In the processing of customer deposits by a bank, a balancing or reconciliation operation is performed to verify that the total deposit amount submitted by the depositor is the actual amount received by the bank. In banking terms, the balancing process "proves" that the credits (the total of the items in the deposit as determined by the depositor) are equal to the debits (the deposit total as determined by the bank).
Errors which the balancing process detects and corrects include depositor errors and system errors. Depositor errors include, for example, those where the amounts deposited are added incorrectly, a check is listed erroneously, a check included in the deposit but is not listed on the deposit slip, or, a check which is listed on the deposit slip is not enclosed. System errors include those where the system has incorrectly read an amount, an operator has incorrectly keyed an amount, checks are stuck together such that one is not read by the system, or where a check is missing from one deposit and included in another.
This balancing process has been conventionally carried out in a manual or semi-automated manner by balancing clerks with the assistance of business machines or computers. For example, the clerk may use a business machine to tally individual check amounts and balance to the total deposit amount as the operator is manually keying and encoding the amounts from the checks. Another balancing procedure, employed in the IBM 3895 system, utilizes a computer terminal to assist in the balancing operation. Checks and associated deposit slips are encoded with the corresponding amount and read into a computer. These documents are sorted and placed in various pockets of document trays for processing. The clerk, while sitting at a computer terminal, brings up lines of data on the screen relating to the document data stored in memory. If a balancing discrepancy occurs, the clerk then searches through the individual documents located in a pocket of a tray to locate the particular document in question, removes the document from the tray, enters the corrected amount from the check into the computer replacing the incorrect amount on the screen, and reinserts the document into its proper location in the document tray. Through this process, the balancing clerk is able to determine the cause of each out-of-balance condition and can correct the discrepancy via the computer terminal to achieve a balance state for each deposit until all out-of-balance conditions have been reconciled.
With the development of image processing technology and computers capable of handling image data as well as numerical data, it has been proposed by others that the images of documents be used during various document processing operations rather than the actual documents themselves in order to reduce the need for physically handling large numbers of documents. For example, Burns et al. U.S. Pat. No. 4,205,780 describes a document processing system wherein the images of documents are presented to an operator, who reads the document image and key enters the appropriate amount. Burns et al. suggest that the image processing system may be used for various purposes including initial encoding, capture and balancing of batches of checks. However, no method or apparatus disclosed by which balancing of deposits would be achieved. Owens et al. U.S. Pat. No. 4,264,808 also discloses a document processing system wherein electronic images of the documents are captured and used during various document processing steps in lieu of the actual physical documents. However, according to the Owens et al. disclosure, the balancing operation relies upon printed reports and the associated physical documents.

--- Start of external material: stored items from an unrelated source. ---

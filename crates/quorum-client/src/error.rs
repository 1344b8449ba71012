//! Error types for the committee client

use quorum_aggregation::AggregationError;
use quorum_contract::ContractError;
use quorum_state::StateError;
use thiserror::Error;

#[derive(Error, Debug)]
pub enum ClientError {
    #[error("HTTP request failed: {0}")]
    Request(#[from] reqwest::Error),

    #[error("JSON serialization error: {0}")]
    Json(#[from] serde_json::Error),

    #[error("API error ({status}): {message}")]
    ApiError { status: u16, message: String },

    #[error("Unauthorized: {0}")]
    Unauthorized(String),

    #[error("Field `{0}` missing from response")]
    FieldMissing(String),

    #[error("Field `{0}` is not an unsigned integer")]
    FieldNotNumeric(String),

    #[error("Not enough signatures: {count} of {signers_count} signers")]
    InsufficientSignatures { count: u64, signers_count: u64 },

    #[error("Aggregation failed: {0}")]
    Aggregation(#[from] AggregationError),

    #[error("Settlement rejected: {0}")]
    Contract(#[from] ContractError),

    #[error("Local state error: {0}")]
    State(#[from] StateError),

    #[error("Invalid configuration: {0}")]
    InvalidConfig(String),
}

pub type Result<T> = std::result::Result<T, ClientError>;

U.S. Pat. No. 4,813,077 to Woods et al. provides a system and method for processing of sales transaction records which includes a form of image balancing. The Woods et al. image balancing routine provides simultaneous display of an image taken from a transaction document and the amount attributed to that image as internally stored in the record for the document associated with that image. Adjustments can be made by the operator to correct inaccuracies. However, a very significant limitation of the Woods et al. balancing procedure is that it can only correct for system errors, such as those arising from the incorrect coding of the amount of a document. The balancing procedure does not address how to deal with other types of errors, such as depositor errors, as may occur for example due to an addition error in the deposit total or a discrepancy between the items listed on a deposit slip and the items actually included with a deposit.